■ Directions for this task: Which lines of the entries hold the string "email"? Copy each one.

■ Task input:
———
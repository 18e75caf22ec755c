use crate::fingerprint::fingerprint_for_column;
use crate::mapping::SensitiveMapping;
use crate::model::ColumnAuditRow;
use crate::report::{compute_verdict, AuditReport};
use maskguard_types::{ids, ColumnRef, Finding, FindingKind, MaskguardData};
use std::collections::BTreeMap;

/// One appearance of a column in a model.
#[derive(Clone, Copy, Debug)]
struct Occurrence<'a> {
    model_name: &'a str,
    security_role: Option<&'a str>,
}

/// Cross-check the sensitive-field mapping against the column audit.
///
/// Every mapped column yields, in audit order:
/// - one model-less error when it occurs nowhere,
/// - otherwise one error per occurrence without a role and one mismatch per
///   occurrence whose role differs from the mapping.
///
/// Audit columns that are not in the mapping are ignored.
pub fn evaluate(mapping: &SensitiveMapping, rows: &[ColumnAuditRow]) -> AuditReport {
    let index = index_occurrences(rows);

    let mut errors: Vec<Finding> = Vec::new();
    let mut mismatches: Vec<Finding> = Vec::new();
    let mut occurrences_checked = 0u32;

    for (column, entry) in mapping.iter() {
        let expected = entry.mask_policy.as_str();

        let Some(occurrences) = index.get(column) else {
            errors.push(missing_from_audit(column, expected));
            continue;
        };

        for occ in occurrences {
            occurrences_checked += 1;
            match occ.security_role {
                None => errors.push(missing_security_role(occ.model_name, column, expected)),
                Some(actual) if actual != expected => {
                    mismatches.push(policy_mismatch(occ.model_name, column, expected, actual))
                }
                Some(_) => {}
            }
        }
    }

    let verdict = compute_verdict(&errors, &mismatches);
    let data = MaskguardData {
        sensitive_fields: mapping.len() as u32,
        audit_rows: rows.len() as u32,
        occurrences_checked,
        errors: errors.len() as u32,
        mismatches: mismatches.len() as u32,
        skipped_reason: None,
    };

    AuditReport {
        verdict,
        errors,
        mismatches,
        data,
    }
}

/// column_name -> occurrences, in audit row order. Every list is non-empty.
fn index_occurrences(rows: &[ColumnAuditRow]) -> BTreeMap<&str, Vec<Occurrence<'_>>> {
    let mut index: BTreeMap<&str, Vec<Occurrence<'_>>> = BTreeMap::new();
    for row in rows {
        index
            .entry(row.column_name.as_str())
            .or_default()
            .push(Occurrence {
                model_name: row.model_name.as_str(),
                security_role: row.security_role(),
            });
    }
    index
}

fn missing_from_audit(column: &str, expected: &str) -> Finding {
    finding(
        FindingKind::Error,
        ids::CODE_MISSING_FROM_AUDIT,
        None,
        column,
        expected,
        None,
        format!(
            "Sensitive tag declared in mapping but not applied in any model. \
             Suggest adding column_security_role: {expected} to the model."
        ),
        format!("Declare `meta.column_security_role: {expected}` on the model column, or drop the mapping entry."),
    )
}

fn missing_security_role(model: &str, column: &str, expected: &str) -> Finding {
    finding(
        FindingKind::Error,
        ids::CODE_MISSING_SECURITY_ROLE,
        Some(model),
        column,
        expected,
        None,
        format!(
            "Sensitive field present in model but has no column_security_role. \
             Expected '{expected}', got 'None'."
        ),
        format!("Set `meta.column_security_role: {expected}` on {model}.{column}."),
    )
}

fn policy_mismatch(model: &str, column: &str, expected: &str, actual: &str) -> Finding {
    finding(
        FindingKind::Mismatch,
        ids::CODE_POLICY_MISMATCH,
        Some(model),
        column,
        expected,
        Some(actual),
        format!("Mismatch - Expected '{expected}', got '{actual}'. Manual override possible."),
        "Align the role with the mapping unless the override is intentional.".to_string(),
    )
}

#[allow(clippy::too_many_arguments)]
fn finding(
    kind: FindingKind,
    code: &str,
    model: Option<&str>,
    column: &str,
    expected: &str,
    actual: Option<&str>,
    message: String,
    help: String,
) -> Finding {
    Finding {
        kind,
        check_id: ids::CHECK_SENSITIVE_ENFORCEMENT.to_string(),
        code: code.to_string(),
        message,
        column: Some(ColumnRef {
            model_name: model.map(str::to_string),
            column_name: column.to_string(),
        }),
        expected_policy: Some(expected.to_string()),
        actual_policy: actual.map(str::to_string),
        help: Some(help),
        fingerprint: Some(fingerprint_for_column(
            ids::CHECK_SENSITIVE_ENFORCEMENT,
            code,
            model,
            column,
        )),
    }
}

#[cfg(test)]
mod tests {
    use super::*;
    use crate::test_support::{mapping, row};
    use maskguard_types::Verdict;

    #[test]
    fn null_role_is_one_error_and_fails() {
        let mapping = mapping(&[("ssn", "mask_full")]);
        let rows = vec![row("customers", "ssn", None)];

        let report = evaluate(&mapping, &rows);

        assert_eq!(report.errors.len(), 1);
        assert!(report.mismatches.is_empty());
        assert_eq!(report.verdict, Verdict::Fail);

        let err = &report.errors[0];
        assert_eq!(err.code, ids::CODE_MISSING_SECURITY_ROLE);
        assert_eq!(err.model_name(), Some("customers"));
        assert_eq!(err.column_name(), Some("ssn"));
        assert_eq!(err.expected_policy.as_deref(), Some("mask_full"));
        assert_eq!(err.actual_policy, None);
        assert!(err.message.contains("got 'None'"));
    }

    #[test]
    fn differing_role_is_one_mismatch_and_warns() {
        let mapping = mapping(&[("email", "mask_partial")]);
        let rows = vec![row("users", "email", Some("mask_full"))];

        let report = evaluate(&mapping, &rows);

        assert!(report.errors.is_empty());
        assert_eq!(report.mismatches.len(), 1);
        assert_eq!(report.verdict, Verdict::Warn);
        assert!(!report.is_fatal());

        let m = &report.mismatches[0];
        assert_eq!(m.kind, FindingKind::Mismatch);
        assert_eq!(m.actual_policy.as_deref(), Some("mask_full"));
        assert!(m.message.contains("Manual override possible"));
    }

    #[test]
    fn absent_column_is_one_model_less_error() {
        let mapping = mapping(&[("dob", "mask_full")]);

        let report = evaluate(&mapping, &[]);

        assert_eq!(report.errors.len(), 1);
        assert!(report.mismatches.is_empty());
        assert_eq!(report.verdict, Verdict::Fail);

        let err = &report.errors[0];
        assert_eq!(err.code, ids::CODE_MISSING_FROM_AUDIT);
        assert_eq!(err.model_name(), None);
        assert_eq!(err.column_name(), Some("dob"));
        assert!(err.message.contains("column_security_role: mask_full"));
    }

    #[test]
    fn matching_role_passes_silently() {
        let mapping = mapping(&[("ssn", "mask_full")]);
        let rows = vec![row("customers", "ssn", Some("mask_full"))];

        let report = evaluate(&mapping, &rows);

        assert!(report.errors.is_empty());
        assert!(report.mismatches.is_empty());
        assert_eq!(report.verdict, Verdict::Pass);
        assert_eq!(report.data.occurrences_checked, 1);
    }

    #[test]
    fn one_finding_per_occurrence_in_audit_order() {
        let mapping = mapping(&[("email", "mask_partial")]);
        let rows = vec![
            row("users", "email", None),
            row("orders", "email", Some("mask_partial")),
            row("leads", "email", Some("mask_full")),
            row("contacts", "email", Some("")),
        ];

        let report = evaluate(&mapping, &rows);

        let error_models: Vec<_> = report.errors.iter().map(|f| f.model_name()).collect();
        assert_eq!(error_models, vec![Some("users"), Some("contacts")]);
        let mismatch_models: Vec<_> = report.mismatches.iter().map(|f| f.model_name()).collect();
        assert_eq!(mismatch_models, vec![Some("leads")]);
        assert_eq!(report.data.occurrences_checked, 4);
    }

    #[test]
    fn roles_are_compared_verbatim() {
        let mapping = mapping(&[("ssn", "mask_full")]);
        let rows = vec![
            row("customers", "ssn", Some("mask_full ")),
            row("accounts", "ssn", Some("  ")),
        ];

        let report = evaluate(&mapping, &rows);

        assert!(report.errors.is_empty());
        let actual: Vec<_> = report
            .mismatches
            .iter()
            .map(|f| f.actual_policy.as_deref())
            .collect();
        assert_eq!(actual, vec![Some("mask_full "), Some("  ")]);
        assert_eq!(report.verdict, Verdict::Warn);
    }

    #[test]
    fn unmapped_columns_are_ignored() {
        let mapping = mapping(&[("ssn", "mask_full")]);
        let rows = vec![
            row("customers", "ssn", Some("mask_full")),
            row("customers", "nickname", None),
        ];

        let report = evaluate(&mapping, &rows);
        assert_eq!(report.verdict, Verdict::Pass);
        assert_eq!(report.data.audit_rows, 2);
        assert_eq!(report.data.sensitive_fields, 1);
    }

    #[test]
    fn errors_and_mismatches_are_collected_across_the_whole_mapping() {
        let mapping = mapping(&[
            ("dob", "mask_full"),
            ("email", "mask_partial"),
            ("ssn", "mask_full"),
        ]);
        let rows = vec![
            row("users", "email", Some("mask_full")),
            row("customers", "ssn", None),
        ];

        let report = evaluate(&mapping, &rows);

        assert_eq!(report.errors.len(), 2);
        assert_eq!(report.mismatches.len(), 1);
        assert_eq!(report.data.errors, 2);
        assert_eq!(report.data.mismatches, 1);

        let all: Vec<_> = report.clone().into_findings();
        assert_eq!(all.len(), 3);
        assert_eq!(all[2].kind, FindingKind::Mismatch);
        assert_eq!(report.findings().count(), 3);
    }

    #[test]
    fn findings_carry_fingerprints() {
        let mapping = mapping(&[("ssn", "mask_full")]);
        let report = evaluate(&mapping, &[row("customers", "ssn", None)]);
        let expected = fingerprint_for_column(
            ids::CHECK_SENSITIVE_ENFORCEMENT,
            ids::CODE_MISSING_SECURITY_ROLE,
            Some("customers"),
            "ssn",
        );
        assert_eq!(report.errors[0].fingerprint.as_deref(), Some(expected.as_str()));
    }
}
———
■ Exercise answer:
        let mapping = mapping(&[("email", "mask_partial")]);
        let rows = vec![row("users", "email", Some("mask_full"))];
        let mapping = mapping(&[("email", "mask_partial")]);
            row("users", "email", None),
            row("orders", "email", Some("mask_partial")),
            row("leads", "email", Some("mask_full")),
            row("contacts", "email", Some("")),
            ("email", "mask_partial"),
            row("users", "email", Some("mask_full")),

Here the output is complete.